今天的操作系統在設計上提供對資源的不同級別的訪問。分級保護域常常被稱為特權環——保護操作系統免受缺陷和不穩定性的影響。這些范圍從特權最高或最可信的(通常為零)到特權最低或可信度最低(通常為最高數字)的域,它們提供在操作系統中執行安全性的能力。
應用程序在可信度最低或特權最小的域中執行,而操作系統在最可信或特權最高的域中執行。這種隔離使操作系統能夠分配資源和防止可能會造成連鎖反應的令人不快的行為。如果缺少這層屏障,病毒和其他惡意軟件會輕易地跨進程復制,恣意傳播。受這層屏障保護的操作系統要求每個應用程序請求訪問不同操作系統資源或執行更高特權操作的許可。
微軟和很多安全廠商投入大量的時間和精力來開發保護客戶的增強型安全特性。這些增強型安全特性通常涉及內核空間,監測運行在用戶空間中的應用程序發出的資源請求。
此外,基于主機的安全產品通常使用多種其他方法來保護應用程序不受隱藏在表面之下安全漏洞的影響。這些方法包括把棧和內存地址標記為不可執行或隨機打亂內存分配子程序返回的內存地址。
另一類基于主機的保護(通常叫行為分析)截獲和檢查應用程序發出的各種系統請求,以根據策略執行限制。這種方法的一種變種是將應用程序加載到虛擬機仿真程序中,后者使指令而不是系統調用可以在執行前被截獲和分析。

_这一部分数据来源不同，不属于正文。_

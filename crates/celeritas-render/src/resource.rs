//! Resource group declaration and initialisation.
//!
//! Resource groups collect the filesystem locations the engine may load
//! assets from. The bootstrap only declares locations and initialises the
//! groups; nothing here loads actual assets.

use std::collections::BTreeMap;
use std::path::PathBuf;

/// The group every resource location belongs to unless told otherwise.
pub const DEFAULT_RESOURCE_GROUP: &str = "General";

/// Named groups of declared resource locations.
#[derive(Debug)]
pub struct ResourceGroupManager {
    groups: BTreeMap<String, Vec<PathBuf>>,
    initialised: bool,
}

impl Default for ResourceGroupManager {
    fn default() -> Self {
        Self::new()
    }
}

impl ResourceGroupManager {
    /// Create a manager with an empty default group.
    pub fn new() -> Self {
        let mut groups = BTreeMap::new();
        groups.insert(DEFAULT_RESOURCE_GROUP.to_string(), Vec::new());
        Self {
            groups,
            initialised: false,
        }
    }

    /// Declare a resource location in the named group, creating the group
    /// on first use.
    pub fn declare_location(&mut self, group: &str, location: PathBuf) {
        self.groups.entry(group.to_string()).or_default().push(location);
    }

    /// Initialise every declared group.
    ///
    /// Locations that do not exist on disk are warned about and skipped.
    /// Returns the number of usable locations across all groups. Safe to
    /// call more than once.
    pub fn initialise_all(&mut self) -> usize {
        let mut usable = 0;
        for (group, locations) in &self.groups {
            for location in locations {
                if location.is_dir() {
                    usable += 1;
                } else {
                    log::warn!(
                        "Resource location `{}` in group `{group}` does not exist, skipping",
                        location.display()
                    );
                }
            }
            log::info!(
                "Initialised resource group `{group}` ({} location(s))",
                locations.len()
            );
        }
        self.initialised = true;
        usable
    }

    /// Whether [`initialise_all`](Self::initialise_all) has run.
    pub fn is_initialised(&self) -> bool {
        self.initialised
    }

    /// The declared group names.
    pub fn group_names(&self) -> impl Iterator<Item = &str> {
        self.groups.keys().map(String::as_str)
    }
}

雖然基于主機的保護機制以難以在企業網絡中配置和使用而聞名,但它們代表著目前一些可供使用的最好的方法。部署這類保護措施的機構仍面臨風險,因為這類安全產品只是在應用層上而不是在操作系統內核中提供零日保護。
這就給客戶造成一種虛假的安全感。一個熟練的對手可以通過利用內核中的安全漏洞進入網絡。任何聲稱提供零日保護和應用層安全性的產品都必須把同樣水平的安全性擴展到操作系統。
雖然目前市場上沒有可以保護整個操作系統免受各種安全漏洞影響的安全產品,但虛擬化技術和硬件的最新進步使直接將下一代安全技術內置到虛擬機中成為可能。
更重要的是,通過開發可信的、具有安全意識的虛擬機監控程序,將可以取得更高水平的可見性。
許多可能出現的情景之一是,我們可以開發和部署虛擬專用設備,這種專用設備允許一臺或多臺服務器并行運行,同時安全軟件在下面運行,提供所需要的保護。由于安全軟件運行在操作系統之下的位置,因此,操作系統中的安全漏洞再也不能損害安全產品發揮作用的能力或繞過安全產品。此外,這類安全漏洞還可以被輕松地檢測到和阻止。
這類解決方案提供比當前解決方案更強的保護,并通過整合關鍵服務器實現節省費用,消除對額外的安全軟件的需要。雖然這種方法展現的是一種保護企業服務器安全的方法,但類似的概念也可以應用于保護用戶。
保護環示意圖
分級保護域——常常被稱為特權環——保護操作系統免受缺陷和不穩定性的影響。一個環是設計用于在操作系統內執行專門任務的硬件和軟件組件的一個邏輯劃分。